Task brief: The required answer is each line in the entries below where "QuestionSelection" occurs.

Collected data entries:
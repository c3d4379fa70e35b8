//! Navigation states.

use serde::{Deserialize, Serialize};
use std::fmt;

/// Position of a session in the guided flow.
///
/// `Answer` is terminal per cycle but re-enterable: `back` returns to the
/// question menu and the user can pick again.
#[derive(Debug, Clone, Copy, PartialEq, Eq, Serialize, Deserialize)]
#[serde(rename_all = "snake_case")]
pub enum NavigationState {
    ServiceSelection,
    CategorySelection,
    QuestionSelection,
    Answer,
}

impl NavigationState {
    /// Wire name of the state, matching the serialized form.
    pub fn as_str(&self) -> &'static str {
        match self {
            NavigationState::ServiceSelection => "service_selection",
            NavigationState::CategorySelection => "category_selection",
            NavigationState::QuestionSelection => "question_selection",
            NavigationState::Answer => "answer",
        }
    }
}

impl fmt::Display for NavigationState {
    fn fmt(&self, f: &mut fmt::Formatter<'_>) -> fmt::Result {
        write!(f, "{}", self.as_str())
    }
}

Result:
    QuestionSelection,
            NavigationState::QuestionSelection => "question_selection",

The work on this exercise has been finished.